[UVA][骰子同構] 11959 - Dice
I — Dice
Time Limit: 1 sec
Memory Limit: 32 MB
Mary add Sue are playing with dices. Rules are simple: at the begging each of them puts coin on the table and roll a dice. Wins a player who rolled a larger number. If numbers are the same, coins stay on the table for a next round. In order to make this game more interesting they decided to play now with normal dices, but with dice that can have arbitrary number of bones, from 0 till 9. However each round must be played with same dice by both players.

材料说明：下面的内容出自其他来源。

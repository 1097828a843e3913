use phasegate_eval::{operators_for, FieldDescriptor};
use phasegate_interchange::FieldRecord;

use crate::config::GateConfig;
use crate::{print_json, OutputFormat};

pub(crate) fn cmd_fields(config: &GateConfig, output: OutputFormat, quiet: bool) {
    if quiet {
        return;
    }
    let registry = config.registry();

    match output {
        OutputFormat::Text => {
            for field in registry.iter() {
                println!(
                    "{:<24} {:<8} {:<24} {}",
                    field.path,
                    field.field_type.as_str(),
                    field.label,
                    operator_names(field).join(", ")
                );
            }
        }
        OutputFormat::Json => {
            let fields: Vec<serde_json::Value> = registry
                .iter()
                .map(|field| {
                    let record = FieldRecord {
                        path: field.path.clone(),
                        field_type: field.field_type.as_str().to_string(),
                        label: field.label.clone(),
                    };
                    let mut value = serde_json::to_value(record).unwrap_or_default();
                    value["operators"] = serde_json::json!(operator_names(field));
                    value
                })
                .collect();
            print_json(&serde_json::Value::Array(fields));
        }
    }
}

fn operator_names(field: &FieldDescriptor) -> Vec<&'static str> {
    operators_for(field.field_type)
        .iter()
        .map(|op| op.as_str())
        .collect()
}
//! phasegate-interchange: stored record types and deserialization.
//!
//! Rule records are persisted by the pipeline application as JSON with
//! camelCase keys. This crate parses those documents (and field registry
//! documents) into plain record structs. Record fields keep their stored
//! string form; the evaluator converts them to typed values and decides
//! what a malformed value means.

pub mod deserialize;
pub mod types;

pub use deserialize::{parse_condition, parse_fields, parse_rule, parse_rules, InterchangeError};
pub use types::*;
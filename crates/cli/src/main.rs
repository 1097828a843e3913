mod commands;
mod config;
mod logging;

use std::path::{Path, PathBuf};
use std::process;

use clap::{Parser, Subcommand, ValueEnum};

use crate::config::GateConfig;

/// Output format for CLI responses.
#[derive(Debug, Clone, Copy, PartialEq, Eq, ValueEnum)]
pub(crate) enum OutputFormat {
    Text,
    Json,
}

/// Exit status when the gate denies a transition.
pub(crate) const EXIT_DENIED: i32 = 2;

/// Phase transition validation for deal-flow pipelines.
#[derive(Parser)]
#[command(
    name = "phasegate",
    version,
    about = "Phase transition validation for deal-flow pipelines"
)]
struct Cli {
    /// Output format (text or json)
    #[arg(long, global = true, default_value = "text", value_enum)]
    output: OutputFormat,

    /// Suppress non-essential output
    #[arg(long, global = true)]
    quiet: bool,

    /// Log engine decisions at debug level (overridden by PHASEGATE_LOG)
    #[arg(long, short, global = true)]
    verbose: bool,

    /// Path to a phasegate.toml field registry config
    #[arg(long, global = true)]
    config: Option<PathBuf>,

    #[command(subcommand)]
    command: Commands,
}

#[derive(Subcommand)]
enum Commands {
    /// Decide whether a track may move between two stages
    Check {
        /// Path to the rules JSON document
        #[arg(long)]
        rules: PathBuf,
        /// Current stage of the track
        #[arg(long)]
        from: String,
        /// Requested stage
        #[arg(long)]
        to: String,
        /// Path to a snapshot JSON document keyed by dotted field paths
        #[arg(long, conflicts_with_all = ["track", "deal"])]
        snapshot: Option<PathBuf>,
        /// Path to the track JSON document (exposed as `track.*`)
        #[arg(long)]
        track: Option<PathBuf>,
        /// Path to the parent deal JSON document (exposed as `deal.*`)
        #[arg(long, requires = "track")]
        deal: Option<PathBuf>,
    },

    /// Validate a rules document against the schema and the field registry
    Validate {
        /// Path to the rules JSON document
        rules: PathBuf,
    },

    /// Print rules as human-readable descriptions
    Describe {
        /// Path to the rules JSON document
        rules: PathBuf,
    },

    /// List registry fields and the operators each one accepts
    Fields,
}

fn main() {
    let cli = Cli::parse();
    logging::init(cli.verbose);

    let config = match GateConfig::resolve(cli.config.as_deref()) {
        Ok(c) => c,
        Err(msg) => {
            report_error(&msg, cli.output, cli.quiet);
            process::exit(1);
        }
    };

    match cli.command {
        Commands::Check {
            rules,
            from,
            to,
            snapshot,
            track,
            deal,
        } => {
            let input = commands::check::SnapshotInput {
                snapshot: snapshot.as_deref(),
                track: track.as_deref(),
                deal: deal.as_deref(),
            };
            commands::check::cmd_check(&config, &rules, &from, &to, input, cli.output, cli.quiet);
        }
        Commands::Validate { rules } => {
            commands::validate::cmd_validate(&config, &rules, cli.output, cli.quiet);
        }
        Commands::Describe { rules } => {
            commands::describe::cmd_describe(&config, &rules, cli.output, cli.quiet);
        }
        Commands::Fields => {
            commands::fields::cmd_fields(&config, cli.output, cli.quiet);
        }
    }
}

/// Read and parse a JSON file, exiting with status 1 on failure.
pub(crate) fn read_json(path: &Path, what: &str, output: OutputFormat, quiet: bool) -> serde_json::Value {
    let contents = match std::fs::read_to_string(path) {
        Ok(s) => s,
        Err(_) => {
            let msg = format!("error: {} file not found: {}", what, path.display());
            report_error(&msg, output, quiet);
            process::exit(1);
        }
    };
    match serde_json::from_str(&contents) {
        Ok(v) => v,
        Err(e) => {
            let msg = format!("error: invalid JSON in {}: {}", path.display(), e);
            report_error(&msg, output, quiet);
            process::exit(1);
        }
    }
}

pub(crate) fn report_error(msg: &str, output: OutputFormat, quiet: bool) {
    if quiet {
        return;
    }
    match output {
        OutputFormat::Text => eprintln!("{}", msg),
        OutputFormat::Json => {
            eprintln!("{}", serde_json::json!({ "error": msg }));
        }
    }
}

pub(crate) fn print_json(value: &serde_json::Value) {
    println!(
        "{}",
        serde_json::to_string_pretty(value)
            .unwrap_or_else(|e| format!("serialization error: {}", e))
    );
}
//! Record structs mirroring the stored JSON shape of rules and fields.
//!
//! Deserialization is hand-written in [`crate::deserialize`] so that
//! errors can name the offending record. Serialization goes through
//! serde and reproduces the stored key names.

use serde::Serialize;

/// A phase transition rule as stored by the rule repository.
#[derive(Debug, Clone, Serialize, PartialEq)]
#[serde(rename_all = "camelCase")]
pub struct RuleRecord {
    pub id: String,
    /// Source stage, or the wildcard `"any"`.
    pub from_stage: String,
    pub to_stage: String,
    /// AND (`true`) vs OR (`false`) across conditions. Defaults to `true`.
    pub require_all: bool,
    /// Defaults to `true` when absent.
    pub enabled: bool,
    pub error_message: String,
    pub conditions: Vec<ConditionRecord>,
}

/// A single field condition inside a stored rule.
#[derive(Debug, Clone, Serialize, PartialEq)]
#[serde(rename_all = "camelCase")]
pub struct ConditionRecord {
    pub id: String,
    /// Dotted field path. Older records store this under `fieldName`.
    pub field_path: String,
    pub field_type: String,
    pub operator: String,
    /// Expected value; absent for `is_empty` / `is_filled`.
    #[serde(rename = "value", skip_serializing_if = "Option::is_none")]
    pub value: Option<serde_json::Value>,
    #[serde(skip_serializing_if = "Option::is_none")]
    pub label: Option<String>,
}

/// A field registry entry: dotted path, declared type, human label.
#[derive(Debug, Clone, Serialize, PartialEq, Eq)]
pub struct FieldRecord {
    pub path: String,
    #[serde(rename = "type")]
    pub field_type: String,
    pub label: String,
}
use std::path::Path;

use phasegate_eval::{describe_condition, describe_rule};

use crate::commands::load_rules;
use crate::config::GateConfig;
use crate::{print_json, OutputFormat};

pub(crate) fn cmd_describe(config: &GateConfig, rules_path: &Path, output: OutputFormat, quiet: bool) {
    let rules = load_rules(rules_path, output, quiet);
    if quiet {
        return;
    }
    let registry = config.registry();

    match output {
        OutputFormat::Text => {
            if rules.is_empty() {
                println!("no rules");
            }
            for rule in &rules {
                println!("{}: {}", rule.id, describe_rule(rule, registry));
            }
        }
        OutputFormat::Json => {
            let described: Vec<serde_json::Value> = rules
                .iter()
                .map(|rule| {
                    let conditions: Vec<String> = rule
                        .conditions
                        .iter()
                        .map(|c| describe_condition(c, registry))
                        .collect();
                    serde_json::json!({
                        "id": rule.id,
                        "summary": describe_rule(rule, registry),
                        "conditions": conditions,
                    })
                })
                .collect();
            print_json(&serde_json::Value::Array(described));
        }
    }
}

Girls have been playing this game for a day long, till Mary run out of coins (nevertheless she had more coins at the beginning of the game). Now Mary is confused. How could she have lost all her coins? She thinks that Sue had been cheating. Before each roll Mary wrote on a paper numbers of bones on each side of the dice. Now she wonders if same dice was always used during one round. Help her to find it out.
INPUT
On the first line there is the total number of test cases T (T ≤ 103), next T lines follows. Each line contains two six digit numbers, each digit stands for number of bones on side of a dice in this order: top, bottom, front, left, back, right.
OUTPUT
For each test case output line "Equal" if two dices are equals, or "Not Equal" otherwise.
SAMPLE INPUT
3 345678 345678 123123 123456 123456 351624
SAMPLE OUTPUT
Equal Not Equal Equal
Problem by: Aleksej Viktorchik; Leonid Sislo
Huge Easy Contest #2
把翻法都依序找出來,然後找一個最小表示法去做比較即可。
#include <stdio.h>
#include <stdlib.h>
typedef struct {
int dice[6];
} DICE;
void Right_turn(DICE *A) {
static int t;
t = A->dice[0], A->dice[0] = A->dice[4];
A->dice[4] = A->dice[3], A->dice[3] = A->dice[1], A->dice[1] = t;
}
void Up_turn(DICE *A) {
static int t;
t = A->dice[0], A->dice[0] = A->dice[5];
A->dice[5] = A->dice[3], A->dice[3] = A->dice[2], A->dice[2] = t;
}
void clockwise(DICE *A) {
static int t;
t = A->dice[2], A->dice[2] = A->dice[4];
A->dice[4] = A->dice[5], A->dice[5] = A->dice[1], A->dice[1] = t;
}
int cmp(const void *a, const void *b) {
static DICE *i, *j;
static int k;
i = (DICE *)a, j = (DICE *)b;
for(k = 0; k < 6; k++)
if(i->dice[k] != j->dice[k])
return i->dice[k] - j->dice[k];
return 0;
}
DICE Spin_dice(DICE A) {
static int i, j;
DICE B = A;
for(i = 0; i < 4; i++) {
for(j = 0; j < 4; j++) {
if(cmp(&B, &A) > 0)
B = A;
clockwise(&A);
}
Right_turn(&A);
}
Up_turn(&A);
for(i = 0; i < 2; i++) {
for(j = 0; j < 4; j++) {
if(cmp(&B, &A) > 0)
B = A;
clockwise(&A);
}
Up_turn(&A), Up_turn(&A);
}
return B;
}
main() {
int n, i;
DICE A, B;// 前右上後左下
char a[20], b[20]; // 上下前左後右
scanf("%d", &n);
while(n--) {
scanf("%s %s", a, b);
A.dice[0] = a[2];
A.dice[1] = a[5];
A.dice[2] = a[0];
A.dice[3] = a[4];
A.dice[4] = a[3];
A.dice[5] = a[1];
B.dice[0] = b[2];
B.dice[1] = b[5];
B.dice[2] = b[0];
B.dice[3] = b[4];
B.dice[4] = b[3];
B.dice[5] = b[1];
A = Spin_dice(A);
B = Spin_dice(B);
for(i = 0; i < 6; i++)
if(A.dice[i] != B.dice[i])
break;
if(i == 6)
puts("Equal");
else
puts("Not Equal");
}
return 0;
}
不好意思
看到你寫的這個答案覺得你很厲害
可是我還是有很大一部分看不懂...
不知道能不能請問你 每一行的程式碼所要表達的意思是什麼.....?
是資結的鏈結串列的方法嘛@@?
謝謝你QQ
然後也沒有使用鏈結串列,你看到的->只是結構指標的表示形式。 2012-12-22 09:13:40